188.475 - Digital Preservation - SS18 - Lab 1.2
- Georg Hagmann, 01226641
- Alexander Rashed, 01325897
This frontend application allows to easily create a human-readable as well as a machine-actionable data management plan. It is completely client-side (no data is sent to any server). The application is realized as an Angular 5 application. Docker is used for producing a docker container suitable for running on multiple OS. The program is written in Typescript, various plugins have been used for different purposes (e.g. creating a pdf).
The user enters his name and the name of the project.
Both data is mandatory and the researcher has to be found in TISS.
Afterwards the researcher has to be selected (as there can be several search results returned by the TISS API).
Now the reference data is selected. Two areas are displayed to drop and input and an output file. When a drop area is clicked, the filechooser opens.
The previously selected reference output as well as the location of the user are used to find suiting repositories. The user's location is handed over by the browser (the user has to agree), otherwise the default (Austria) is used.
The next step is the license selector. The user clicks on the button to open the filechooser.
Afterwards the license selector opens and the user doubleclicks on one of the displayed licenses or clicks through the selection process. In this process the tool asks the user various questions regarding the data or software the license is picked for and determines a suitable license based on the answers of the user.
The last step does not take any additional input from the user, but offers both the machine-readable and the human-readable dmp as downloads.
When the user clicks on one of the download buttons, the download gets started.
The API referenced in the description is deprecated and will be discontinued in May 2018. Therefore the new API (which is currently in beta) was used. When calling the API, we restrict the country to match the user's country. We are mapping the mime-types to OpenDOAR repository types (as described below), but the new API does not provide the possibility to filter for specific repository types (also the documentation is basically non-existent). Therefore we have to filter the result (to only contain repositories of the correct type) on the client side. The new API also has a bug, such that the result has to be limited to 30 results (otherwise the API returns an internal error - 500). The missing server-side repository-type filtering in combination with the enforced result limit can cause that there are less than 3 remaining repositories left to choose from.
For the creation of the machine-readable DMP five vocabularies have been used:
- The Dublin Core elements (http://purl.org/dc/elements/1.1/)
- The Dublin Core Metadata terms (http://purl.org/dc/terms/).
- Friend of a Friend (FOAF) (http://xmlns.com/foaf/0.1/)
- The Preservation Metadata: Implementation Strategies (PREMIS) (http://www.loc.gov/premis/rdf/v1#)
Suitable fields have been introduced by us to ensure a better clarity and structure of the document.

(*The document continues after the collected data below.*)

//! Sections and the lag (line adjacency graph) that stores them.
//!
//! # Overview
//!
//! A [`Section`] is a chain of runs found on consecutive positions (rows for a
//! horizontal lag, columns for a vertical one), each run overlapping the
//! previous one. The [`SectionsBuilder`] grows sections while the junction
//! between the last run and the next one is a simple one-to-one junction
//! accepted by the [`JunctionPolicy`]; any fork, merge or inconsistent run
//! starts a new section.
//!
//! Sections are immutable once built, except for their membership tag
//! ([`Section::owner`]) and their `vip` debug flag.

use log::debug;
use serde::Serialize;

use crate::{
    geometry::{Bounds, Point},
    identifier::{FilamentId, SectionId},
    run::{Orientation, Run, RunsTable},
};

/// A chain of runs merged across consecutive positions.
#[derive(Debug, Clone, Serialize)]
pub struct Section {
    id: SectionId,
    orientation: Orientation,
    first_pos: i32,
    runs: Vec<Run>,
    weight: i32,
    bounds: Bounds,
    centroid: Point,
    #[serde(skip)]
    coord_sum: f64,
    #[serde(skip)]
    pos_sum: f64,
    vip: bool,
    owner: Option<FilamentId>,
}

impl Section {
    /// Creates a section from its runs, the first one lying at `first_pos`.
    ///
    /// `runs` must not be empty.
    pub fn new(id: SectionId, orientation: Orientation, first_pos: i32, runs: Vec<Run>) -> Self {
        let mut section = Self {
            id,
            orientation,
            first_pos,
            runs: Vec::with_capacity(runs.len()),
            weight: 0,
            bounds: Bounds::default(),
            centroid: Point::default(),
            coord_sum: 0.0,
            pos_sum: 0.0,
            vip: false,
            owner: None,
        };
        for run in runs {
            section.append(run);
        }
        section
    }

    /// Appends a run on the position following the last one
    fn append(&mut self, run: Run) {
        let pos = self.first_pos + self.runs.len() as i32;
        let length = run.length() as f64;

        self.coord_sum += length * (run.start() as f64 + length / 2.0);
        self.pos_sum += length * (pos as f64 + 0.5);
        self.weight += run.length();

        let run_bounds = self.oriented_bounds(pos, &run);
        self.bounds = if self.runs.is_empty() {
            run_bounds
        } else {
            self.bounds.merge(&run_bounds)
        };
        self.runs.push(run);

        let weight = self.weight as f64;
        self.centroid = self.to_point(self.coord_sum / weight, self.pos_sum / weight);
    }

    fn oriented_bounds(&self, pos: i32, run: &Run) -> Bounds {
        match self.orientation {
            Orientation::Horizontal => {
                Bounds::from_rect(run.start() as f64, pos as f64, run.length() as f64, 1.0)
            }
            Orientation::Vertical => {
                Bounds::from_rect(pos as f64, run.start() as f64, 1.0, run.length() as f64)
            }
        }
    }

    fn to_point(&self, coord: f64, pos: f64) -> Point {
        match self.orientation {
            Orientation::Horizontal => Point::new(coord, pos),
            Orientation::Vertical => Point::new(pos, coord),
        }
    }

    pub fn id(&self) -> SectionId {
        self.id
    }

    pub fn orientation(&self) -> Orientation {
        self.orientation
    }

    /// Position of the first run
    pub fn first_pos(&self) -> i32 {
        self.first_pos
    }

    /// Position of the last run
    pub fn last_pos(&self) -> i32 {
        self.first_pos + self.runs.len() as i32 - 1
    }

    pub fn runs(&self) -> &[Run] {
        &self.runs
    }

    /// Number of foreground pixels
    pub fn weight(&self) -> i32 {
        self.weight
    }

    pub fn bounds(&self) -> Bounds {
        self.bounds
    }

    /// Center of mass of the section pixels
    pub fn centroid(&self) -> Point {
        self.centroid
    }

    pub fn is_vip(&self) -> bool {
        self.vip
    }

    pub fn set_vip(&mut self, vip: bool) {
        self.vip = vip;
    }

    /// Filament this section has been assigned to, if any
    pub fn owner(&self) -> Option<FilamentId> {
        self.owner
    }

    pub fn set_owner(&mut self, owner: Option<FilamentId>) {
        self.owner = owner;
    }

    /// Smallest coordinate covered along the run direction
    pub fn start_coord(&self) -> i32 {
        self.runs.iter().map(Run::start).min().unwrap_or_default()
    }

    /// Largest coordinate covered along the run direction
    pub fn stop_coord(&self) -> i32 {
        self.runs.iter().map(Run::stop).max().unwrap_or_default()
    }

    /// Extension along the run direction
    pub fn length(&self) -> i32 {
        if self.runs.is_empty() {
            0
        } else {
            self.stop_coord() - self.start_coord() + 1
        }
    }

    /// Mean thickness across the run direction
    pub fn mean_thickness(&self) -> f64 {
        match self.length() {
            0 => 0.0,
            length => self.weight as f64 / length as f64,
        }
    }

    /// Number of pixels covered across the run direction at `coord`
    pub fn thickness_at(&self, coord: i32) -> i32 {
        self.runs.iter().filter(|run| run.contains(coord)).count() as i32
    }

    /// Extent `[min, max)` across the run direction at `coord`.
    ///
    /// For a horizontal section this is the vertical extent at abscissa
    /// `coord`. Returns `None` when no run covers the coordinate.
    pub fn extent_at(&self, coord: i32) -> Option<(f64, f64)> {
        let mut covered = self
            .runs
            .iter()
            .enumerate()
            .filter(|(_, run)| run.contains(coord))
            .map(|(i, _)| self.first_pos + i as i32);
        let first = covered.next()?;
        let last = covered.last().unwrap_or(first);
        Some((first as f64, last as f64 + 1.0))
    }

    /// Middle of [`extent_at`](Self::extent_at), if any
    pub fn mid_pos_at(&self, coord: i32) -> Option<f64> {
        self.extent_at(coord).map(|(min, max)| (min + max) / 2.0)
    }
}

/// Policy deciding whether a run may extend the section ending just before it.
#[derive(Debug, Clone, Copy, PartialEq)]
pub enum JunctionPolicy {
    /// The run length must stay within the given ratio of the section mean
    /// run length, in both directions.
    Ratio(f64),
    /// Any one-to-one junction is accepted.
    All,
}

impl JunctionPolicy {
    /// Checks whether `run` is consistent with `section`.
    ///
    /// # Examples
    ///
    /// ```
    /// # use scorescan_core::identifier::SectionId;
    /// # use scorescan_core::lag::{JunctionPolicy, Section};
    /// # use scorescan_core::run::{Orientation, Run};
    /// let section = Section::new(SectionId::new(0), Orientation::Horizontal, 0, vec![Run::new(0, 10)]);
    /// let policy = JunctionPolicy::Ratio(1.5);
    /// assert!(policy.consistent(&Run::new(0, 14), &section));
    /// assert!(!policy.consistent(&Run::new(0, 16), &section));
    /// assert!(JunctionPolicy::All.consistent(&Run::new(0, 40), &section));
    /// ```
    pub fn consistent(&self, run: &Run, section: &Section) -> bool {
        match self {
            JunctionPolicy::All => true,
            JunctionPolicy::Ratio(max_ratio) => {
                let count = section.runs().len();
                if count == 0 {
                    return true;
                }
                let mean = section.weight() as f64 / count as f64;
                let ratio = run.length() as f64 / mean;
                ratio <= *max_ratio && ratio >= 1.0 / max_ratio
            }
        }
    }
}

/// Container of sections sharing one orientation.
#[derive(Debug, Clone)]
pub struct Lag {
    orientation: Orientation,
    sections: Vec<Section>,
}

impl Lag {
    /// Creates an empty lag
    pub fn new(orientation: Orientation) -> Self {
        Self {
            orientation,
            sections: Vec::new(),
        }
    }

    pub fn orientation(&self) -> Orientation {
        self.orientation
    }

    pub fn sections(&self) -> &[Section] {
        &self.sections
    }

    pub fn section(&self, id: SectionId) -> Option<&Section> {
        self.sections.get(id.index())
    }

    pub fn section_mut(&mut self, id: SectionId) -> Option<&mut Section> {
        self.sections.get_mut(id.index())
    }

    pub fn len(&self) -> usize {
        self.sections.len()
    }

    pub fn is_empty(&self) -> bool {
        self.sections.is_empty()
    }

    /// Id of the most recently created section
    pub fn last_id(&self) -> Option<SectionId> {
        self.sections.len().checked_sub(1).map(SectionId::new)
    }

    /// Adds a section made of `runs`, the first one at `first_pos`
    pub fn add_section(&mut self, first_pos: i32, runs: Vec<Run>) -> SectionId {
        let id = SectionId::new(self.sections.len());
        self.sections
            .push(Section::new(id, self.orientation, first_pos, runs));
        id
    }

    /// Marks the given sections as VIP, ignoring unknown ids
    pub fn set_vip_sections(&mut self, ids: &[SectionId]) {
        for id in ids {
            if let Some(section) = self.section_mut(*id) {
                section.set_vip(true);
            }
        }
    }
}

/// Builds sections from a runs table into a lag.
pub struct SectionsBuilder<'a> {
    lag: &'a mut Lag,
    policy: JunctionPolicy,
}

impl<'a> SectionsBuilder<'a> {
    pub fn new(lag: &'a mut Lag, policy: JunctionPolicy) -> Self {
        Self { lag, policy }
    }

    /// Creates the sections for every run of `table`.
    ///
    /// Returns the ids of the created sections, in creation order.
    pub fn create_sections(&mut self, table: &RunsTable) -> Vec<SectionId> {
        debug_assert_eq!(table.orientation(), self.lag.orientation());

        let mut created = Vec::new();
        let mut previous: Vec<(Run, SectionId)> = Vec::new();

        for pos in 0..table.size() {
            let current = table.sequence(pos);

            // Overlap counts of every previous run with current runs
            let prev_counts: Vec<usize> = previous
                .iter()
                .map(|(prev, _)| current.iter().filter(|run| run.overlaps(prev)).count())
                .collect();

            let mut next = Vec::with_capacity(current.len());
            for run in current {
                let mut overlapping = previous
                    .iter()
                    .enumerate()
                    .filter(|(_, (prev, _))| prev.overlaps(run));
                let single = match (overlapping.next(), overlapping.next()) {
                    (Some((j, (_, sid))), None) if prev_counts[j] == 1 => Some(*sid),
                    _ => None,
                };

                let extended = single.and_then(|sid| {
                    let section = self.lag.section_mut(sid)?;
                    if self.policy.consistent(run, section) {
                        section.append(*run);
                        Some(sid)
                    } else {
                        None
                    }
                });

                let sid = match extended {
                    Some(sid) => sid,
                    None => {
                        let sid = self.lag.add_section(pos as i32, vec![*run]);
                        created.push(sid);
                        sid
                    }
                };
                next.push((*run, sid));
            }
            previous = next;
        }

        debug!(
            orientation:% = self.lag.orientation(),
            policy:? = self.policy,
            created = created.len();
            "Sections built"
        );
        created
    }
}

#[cfg(test)]
mod tests {
    use float_cmp::assert_approx_eq;

    use super::*;
    use crate::{image::BinaryImage, run::RunsTableFactory};

    fn horizontal_table(image: &BinaryImage) -> RunsTable {
        RunsTableFactory::new(Orientation::Horizontal).create_table(image)
    }

    #[test]
    fn test_section_metrics() {
        let section = Section::new(
            SectionId::new(0),
            Orientation::Horizontal,
            10,
            vec![Run::new(0, 10), Run::new(0, 10)],
        );

        assert_eq!(section.weight(), 20);
        assert_eq!(section.length(), 10);
        assert_eq!(section.last_pos(), 11);
        assert_approx_eq!(f64, section.mean_thickness(), 2.0);
        assert_approx_eq!(f64, section.centroid().x(), 5.0);
        assert_approx_eq!(f64, section.centroid().y(), 11.0);
        assert_eq!(section.bounds(), Bounds::from_rect(0.0, 10.0, 10.0, 2.0));
    }

    #[test]
    fn test_section_extent_at() {
        let section = Section::new(
            SectionId::new(0),
            Orientation::Horizontal,
            4,
            vec![Run::new(0, 5), Run::new(2, 8), Run::new(3, 2)],
        );

        assert_eq!(section.extent_at(0), Some((4.0, 5.0)));
        assert_eq!(section.extent_at(3), Some((4.0, 7.0)));
        assert_eq!(section.extent_at(8), Some((5.0, 6.0)));
        assert_eq!(section.extent_at(12), None);
        assert_eq!(section.thickness_at(3), 3);
        assert_eq!(section.mid_pos_at(8), Some(5.5));
    }

    #[test]
    fn test_builder_merges_straight_line() {
        let mut image = BinaryImage::new(50, 10);
        image.fill_rect(5, 3, 40, 3);

        let mut lag = Lag::new(Orientation::Horizontal);
        let created =
            SectionsBuilder::new(&mut lag, JunctionPolicy::Ratio(1.5)).create_sections(&horizontal_table(&image));

        assert_eq!(created.len(), 1);
        let section = &lag.sections()[0];
        assert_eq!(section.first_pos(), 3);
        assert_eq!(section.runs().len(), 3);
        assert_eq!(section.weight(), 120);
    }

    #[test]
    fn test_builder_splits_on_fork() {
        // One long run above two shorter runs: the junction is not one-to-one
        let mut image = BinaryImage::new(30, 4);
        image.fill_rect(0, 0, 30, 1);
        image.fill_rect(0, 1, 10, 1);
        image.fill_rect(20, 1, 10, 1);

        let mut lag = Lag::new(Orientation::Horizontal);
        let created =
            SectionsBuilder::new(&mut lag, JunctionPolicy::All).create_sections(&horizontal_table(&image));

        assert_eq!(created.len(), 3);
    }

    #[test]
    fn test_ratio_policy_splits_on_length_jump() {
        let mut image = BinaryImage::new(40, 3);
        image.fill_rect(0, 0, 10, 1);
        image.fill_rect(0, 1, 30, 1);

        let mut ratio_lag = Lag::new(Orientation::Horizontal);
        let ratio_created = SectionsBuilder::new(&mut ratio_lag, JunctionPolicy::Ratio(1.5))
            .create_sections(&horizontal_table(&image));
        assert_eq!(ratio_created.len(), 2);

        let mut all_lag = Lag::new(Orientation::Horizontal);
        let all_created = SectionsBuilder::new(&mut all_lag, JunctionPolicy::All)
            .create_sections(&horizontal_table(&image));
        assert_eq!(all_created.len(), 1);
    }

    #[test]
    fn test_builder_appends_to_existing_lag() {
        let mut image = BinaryImage::new(20, 6);
        image.fill_rect(0, 0, 20, 1);
        image.fill_rect(0, 4, 20, 1);

        let mut lag = Lag::new(Orientation::Horizontal);
        lag.add_section(100, vec![Run::new(0, 3)]);
        let created = SectionsBuilder::new(&mut lag, JunctionPolicy::All)
            .create_sections(&horizontal_table(&image));

        assert_eq!(created, vec![SectionId::new(1), SectionId::new(2)]);
        assert_eq!(lag.last_id(), Some(SectionId::new(2)));
    }
}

FOAF, DC, DCTERMS and PREMIS have been chosen because they are widespread and accepted vocabularies for their respective fields.
- As soon as the new OpenDOAR API supports defining a filter on the repository-type, this should be used (and the client side filtering should be removed).
- As soon as the new OpenDOAR API allows not setting the
limitfilter, it should be removed.
- The mime-type detection could also implement
!/bin/env python) or some kind of programming language syntax-detection.
- Add even more mime-type to repository-type mappings.
The difference between manually and automatically generated DMP:
The generated DMP has a lot less information in it. The information that is in it is on the other hand a lot more precise, identifiable and machine-actionable. The manually created DMP needs a human to interpret the sections of the DMP and the given answers. Since most answers are free-text-fields in the manual DMP or follow only a very rudimentary structure/schema, it is highly unlikely that a machine can sucessfully interpret the data. In the generated DMP, especially the JSON-LD, this is easily possible.
Which DMP sections can be automated and which will be always completed manually:
It is fairly easy to automatically generate the sections of the DMP where there is a limit on the possible answers. E. g. if a given author must be at the TU, it is easily possible to automatically get the data associated with a name/orcID, etc.. For questions where there is no natural limit one can of course limit the options available to the DMP-author, e.g. only allowing the author to choose between a few different, predetermined options. This is however a trade-off between greater capacity for automation and fewer flexibility for authors, researchers, etc. to adapt the DMP to their respective conditions. If open-ended questions (e.g. "What is the long-term preservation plan for the dataset?") are kept in the DMP, it is impossible to automatically create and process these fields.
The code of the application and all other material can be found in the following GitHub-Repository: https://github.com/alexrashed/tu-dpue-lab2-ss18
If you don't want to use the docker setup, follow these steps to start a local development server:
npm install npm start # don't use ng serve (as this does not automatically configure the API proxy configuration)
- Build the image:
docker build --tag dpue .
- Execute the script (and mount the folder where you want to store the results at
docker run --rm -p80:80 dpue
- Go to localhost.